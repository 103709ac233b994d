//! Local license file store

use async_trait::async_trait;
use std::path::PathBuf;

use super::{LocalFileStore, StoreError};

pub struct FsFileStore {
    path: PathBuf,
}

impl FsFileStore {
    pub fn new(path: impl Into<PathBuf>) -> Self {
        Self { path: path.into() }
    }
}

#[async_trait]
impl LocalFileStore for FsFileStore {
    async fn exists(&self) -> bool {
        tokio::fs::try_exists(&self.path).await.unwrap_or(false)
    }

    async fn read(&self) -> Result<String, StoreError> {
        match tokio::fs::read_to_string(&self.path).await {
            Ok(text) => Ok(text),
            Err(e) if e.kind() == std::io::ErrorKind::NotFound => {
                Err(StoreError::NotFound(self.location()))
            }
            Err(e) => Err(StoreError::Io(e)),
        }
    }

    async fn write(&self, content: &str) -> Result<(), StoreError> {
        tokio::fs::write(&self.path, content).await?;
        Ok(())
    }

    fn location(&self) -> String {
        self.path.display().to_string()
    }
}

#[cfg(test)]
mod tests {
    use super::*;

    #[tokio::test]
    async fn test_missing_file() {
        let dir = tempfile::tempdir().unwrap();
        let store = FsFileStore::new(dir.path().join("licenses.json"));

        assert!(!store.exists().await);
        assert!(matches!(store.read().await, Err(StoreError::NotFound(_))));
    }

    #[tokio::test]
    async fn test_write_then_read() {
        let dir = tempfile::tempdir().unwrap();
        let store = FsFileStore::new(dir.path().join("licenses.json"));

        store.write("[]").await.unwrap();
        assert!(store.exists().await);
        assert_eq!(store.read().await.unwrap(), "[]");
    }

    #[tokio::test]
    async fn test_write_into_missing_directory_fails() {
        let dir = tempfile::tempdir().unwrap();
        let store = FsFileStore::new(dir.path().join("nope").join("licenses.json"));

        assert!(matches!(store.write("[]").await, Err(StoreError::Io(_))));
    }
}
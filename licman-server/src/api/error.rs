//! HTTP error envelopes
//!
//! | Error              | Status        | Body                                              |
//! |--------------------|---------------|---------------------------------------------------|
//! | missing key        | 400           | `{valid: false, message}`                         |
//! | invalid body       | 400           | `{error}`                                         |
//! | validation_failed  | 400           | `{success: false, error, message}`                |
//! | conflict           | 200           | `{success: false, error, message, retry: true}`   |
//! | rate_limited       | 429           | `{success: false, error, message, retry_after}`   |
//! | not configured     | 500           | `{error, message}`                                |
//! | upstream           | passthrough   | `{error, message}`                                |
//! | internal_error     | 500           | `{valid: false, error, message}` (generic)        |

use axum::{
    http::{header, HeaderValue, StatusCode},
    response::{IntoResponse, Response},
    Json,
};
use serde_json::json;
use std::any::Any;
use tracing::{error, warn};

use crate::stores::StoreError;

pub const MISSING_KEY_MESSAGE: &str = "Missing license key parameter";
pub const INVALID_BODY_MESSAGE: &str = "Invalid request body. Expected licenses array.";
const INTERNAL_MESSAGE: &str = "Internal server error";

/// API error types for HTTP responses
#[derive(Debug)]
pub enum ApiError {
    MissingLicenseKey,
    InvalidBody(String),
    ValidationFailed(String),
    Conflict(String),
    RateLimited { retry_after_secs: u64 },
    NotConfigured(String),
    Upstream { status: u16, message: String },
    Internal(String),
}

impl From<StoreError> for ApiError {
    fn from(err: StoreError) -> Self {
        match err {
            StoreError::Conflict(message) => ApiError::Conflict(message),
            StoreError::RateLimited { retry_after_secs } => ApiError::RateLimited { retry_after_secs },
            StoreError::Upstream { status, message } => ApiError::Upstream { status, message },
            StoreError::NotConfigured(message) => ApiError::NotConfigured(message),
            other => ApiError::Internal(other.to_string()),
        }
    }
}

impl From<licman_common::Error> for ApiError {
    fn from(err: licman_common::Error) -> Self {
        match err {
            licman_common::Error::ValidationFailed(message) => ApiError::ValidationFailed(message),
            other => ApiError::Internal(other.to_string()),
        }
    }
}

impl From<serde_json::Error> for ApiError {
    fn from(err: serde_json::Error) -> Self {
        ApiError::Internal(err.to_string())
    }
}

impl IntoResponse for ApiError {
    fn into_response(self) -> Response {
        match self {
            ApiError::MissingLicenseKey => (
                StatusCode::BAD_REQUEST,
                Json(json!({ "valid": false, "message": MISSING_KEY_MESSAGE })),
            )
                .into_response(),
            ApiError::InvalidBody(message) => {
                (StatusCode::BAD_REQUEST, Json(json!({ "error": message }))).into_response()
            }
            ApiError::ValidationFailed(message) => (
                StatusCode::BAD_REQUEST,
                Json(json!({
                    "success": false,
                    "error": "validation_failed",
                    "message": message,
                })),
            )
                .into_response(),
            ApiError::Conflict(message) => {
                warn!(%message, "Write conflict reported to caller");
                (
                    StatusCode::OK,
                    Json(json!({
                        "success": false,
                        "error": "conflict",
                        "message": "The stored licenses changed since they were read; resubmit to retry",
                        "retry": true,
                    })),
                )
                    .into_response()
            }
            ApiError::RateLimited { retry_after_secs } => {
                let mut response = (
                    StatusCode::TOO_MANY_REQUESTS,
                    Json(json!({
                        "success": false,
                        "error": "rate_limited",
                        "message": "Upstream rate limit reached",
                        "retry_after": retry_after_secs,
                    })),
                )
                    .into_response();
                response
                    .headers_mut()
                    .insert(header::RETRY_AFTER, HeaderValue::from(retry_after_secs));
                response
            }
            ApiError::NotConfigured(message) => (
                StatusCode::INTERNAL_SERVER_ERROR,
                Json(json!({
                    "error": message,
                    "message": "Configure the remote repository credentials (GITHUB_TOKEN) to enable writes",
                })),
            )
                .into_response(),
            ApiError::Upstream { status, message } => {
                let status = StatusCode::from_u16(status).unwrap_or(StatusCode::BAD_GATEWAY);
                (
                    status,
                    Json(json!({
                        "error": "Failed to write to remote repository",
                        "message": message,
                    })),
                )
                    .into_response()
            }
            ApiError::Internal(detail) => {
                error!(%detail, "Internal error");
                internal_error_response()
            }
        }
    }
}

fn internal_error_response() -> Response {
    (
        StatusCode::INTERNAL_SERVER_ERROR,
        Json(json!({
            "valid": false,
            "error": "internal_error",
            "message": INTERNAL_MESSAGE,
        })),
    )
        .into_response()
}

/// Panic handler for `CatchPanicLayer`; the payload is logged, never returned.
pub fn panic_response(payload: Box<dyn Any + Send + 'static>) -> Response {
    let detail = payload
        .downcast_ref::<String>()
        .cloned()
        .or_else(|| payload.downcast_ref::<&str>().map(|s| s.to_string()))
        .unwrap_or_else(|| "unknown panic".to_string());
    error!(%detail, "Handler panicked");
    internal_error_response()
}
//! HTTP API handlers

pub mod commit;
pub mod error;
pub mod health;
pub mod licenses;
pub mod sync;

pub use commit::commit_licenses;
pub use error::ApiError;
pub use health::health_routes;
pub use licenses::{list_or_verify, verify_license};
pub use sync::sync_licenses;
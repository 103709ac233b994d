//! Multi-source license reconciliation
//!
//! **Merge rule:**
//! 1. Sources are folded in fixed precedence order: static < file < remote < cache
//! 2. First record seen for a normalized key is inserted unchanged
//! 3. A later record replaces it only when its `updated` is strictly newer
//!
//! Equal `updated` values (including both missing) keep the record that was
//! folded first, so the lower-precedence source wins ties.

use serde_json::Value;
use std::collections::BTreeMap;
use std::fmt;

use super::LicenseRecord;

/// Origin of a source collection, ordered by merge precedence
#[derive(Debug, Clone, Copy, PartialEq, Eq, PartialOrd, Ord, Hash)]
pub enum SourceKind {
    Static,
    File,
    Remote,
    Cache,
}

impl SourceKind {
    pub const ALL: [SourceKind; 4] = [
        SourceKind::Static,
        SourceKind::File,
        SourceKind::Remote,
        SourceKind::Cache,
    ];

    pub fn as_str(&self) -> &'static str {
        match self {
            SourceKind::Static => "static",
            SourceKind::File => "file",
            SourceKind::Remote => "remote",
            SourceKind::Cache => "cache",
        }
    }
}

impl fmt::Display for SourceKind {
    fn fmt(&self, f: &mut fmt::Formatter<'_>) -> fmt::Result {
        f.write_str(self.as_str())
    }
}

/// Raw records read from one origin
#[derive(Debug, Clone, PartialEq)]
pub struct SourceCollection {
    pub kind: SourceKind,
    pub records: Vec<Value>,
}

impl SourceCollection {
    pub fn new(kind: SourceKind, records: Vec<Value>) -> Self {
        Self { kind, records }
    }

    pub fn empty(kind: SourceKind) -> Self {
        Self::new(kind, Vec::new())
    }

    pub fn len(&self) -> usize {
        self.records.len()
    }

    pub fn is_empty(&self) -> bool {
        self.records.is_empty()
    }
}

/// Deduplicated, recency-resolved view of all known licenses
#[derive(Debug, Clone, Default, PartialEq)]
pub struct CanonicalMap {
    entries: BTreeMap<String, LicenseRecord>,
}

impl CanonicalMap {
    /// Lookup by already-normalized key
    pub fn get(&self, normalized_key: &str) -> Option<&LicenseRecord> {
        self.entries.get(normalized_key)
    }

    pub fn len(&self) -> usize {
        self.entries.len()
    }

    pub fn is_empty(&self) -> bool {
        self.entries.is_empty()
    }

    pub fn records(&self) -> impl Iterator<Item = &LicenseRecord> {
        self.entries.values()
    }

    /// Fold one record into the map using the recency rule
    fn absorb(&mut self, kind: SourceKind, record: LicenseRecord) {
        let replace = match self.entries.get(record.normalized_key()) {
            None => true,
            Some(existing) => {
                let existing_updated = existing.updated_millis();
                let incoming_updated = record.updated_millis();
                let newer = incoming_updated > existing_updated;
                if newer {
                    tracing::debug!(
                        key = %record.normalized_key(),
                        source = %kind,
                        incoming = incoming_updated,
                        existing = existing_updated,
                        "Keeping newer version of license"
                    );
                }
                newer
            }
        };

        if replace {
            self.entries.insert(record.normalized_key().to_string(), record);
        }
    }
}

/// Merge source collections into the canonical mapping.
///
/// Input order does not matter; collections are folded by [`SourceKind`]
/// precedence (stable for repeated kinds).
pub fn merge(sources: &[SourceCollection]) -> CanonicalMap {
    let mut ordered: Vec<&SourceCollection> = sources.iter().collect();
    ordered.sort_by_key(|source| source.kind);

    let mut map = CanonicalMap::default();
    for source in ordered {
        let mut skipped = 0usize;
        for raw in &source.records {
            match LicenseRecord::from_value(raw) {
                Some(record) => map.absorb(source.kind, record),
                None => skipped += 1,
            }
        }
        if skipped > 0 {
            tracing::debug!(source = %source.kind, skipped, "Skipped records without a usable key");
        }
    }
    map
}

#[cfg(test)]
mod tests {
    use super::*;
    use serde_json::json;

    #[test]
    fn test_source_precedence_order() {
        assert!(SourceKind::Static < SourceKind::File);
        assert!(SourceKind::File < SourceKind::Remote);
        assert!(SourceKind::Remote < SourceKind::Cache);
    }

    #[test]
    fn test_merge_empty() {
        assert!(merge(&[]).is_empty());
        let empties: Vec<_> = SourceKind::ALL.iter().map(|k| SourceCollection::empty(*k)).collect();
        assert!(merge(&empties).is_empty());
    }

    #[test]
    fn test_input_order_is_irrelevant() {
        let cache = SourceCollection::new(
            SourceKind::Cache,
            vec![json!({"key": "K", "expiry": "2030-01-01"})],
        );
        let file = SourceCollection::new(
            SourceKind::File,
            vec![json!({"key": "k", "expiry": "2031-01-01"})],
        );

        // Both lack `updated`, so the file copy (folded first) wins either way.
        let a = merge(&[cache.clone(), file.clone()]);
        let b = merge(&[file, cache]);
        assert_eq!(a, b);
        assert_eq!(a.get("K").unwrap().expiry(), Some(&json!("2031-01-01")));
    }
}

◇ ◇ ◇ ◇

The task ▸
Print exactly the lines from the beginning of the entries through the line with "pub fn new(path: impl". Output nothing more.

Final answer ▸
repository 103709ac233b994d
//! Local license file store

use async_trait::async_trait;
use std::path::PathBuf;

use super::{LocalFileStore, StoreError};

pub struct FsFileStore {
    path: PathBuf,
}

impl FsFileStore {
    pub fn new(path: impl Into<PathBuf>) -> Self {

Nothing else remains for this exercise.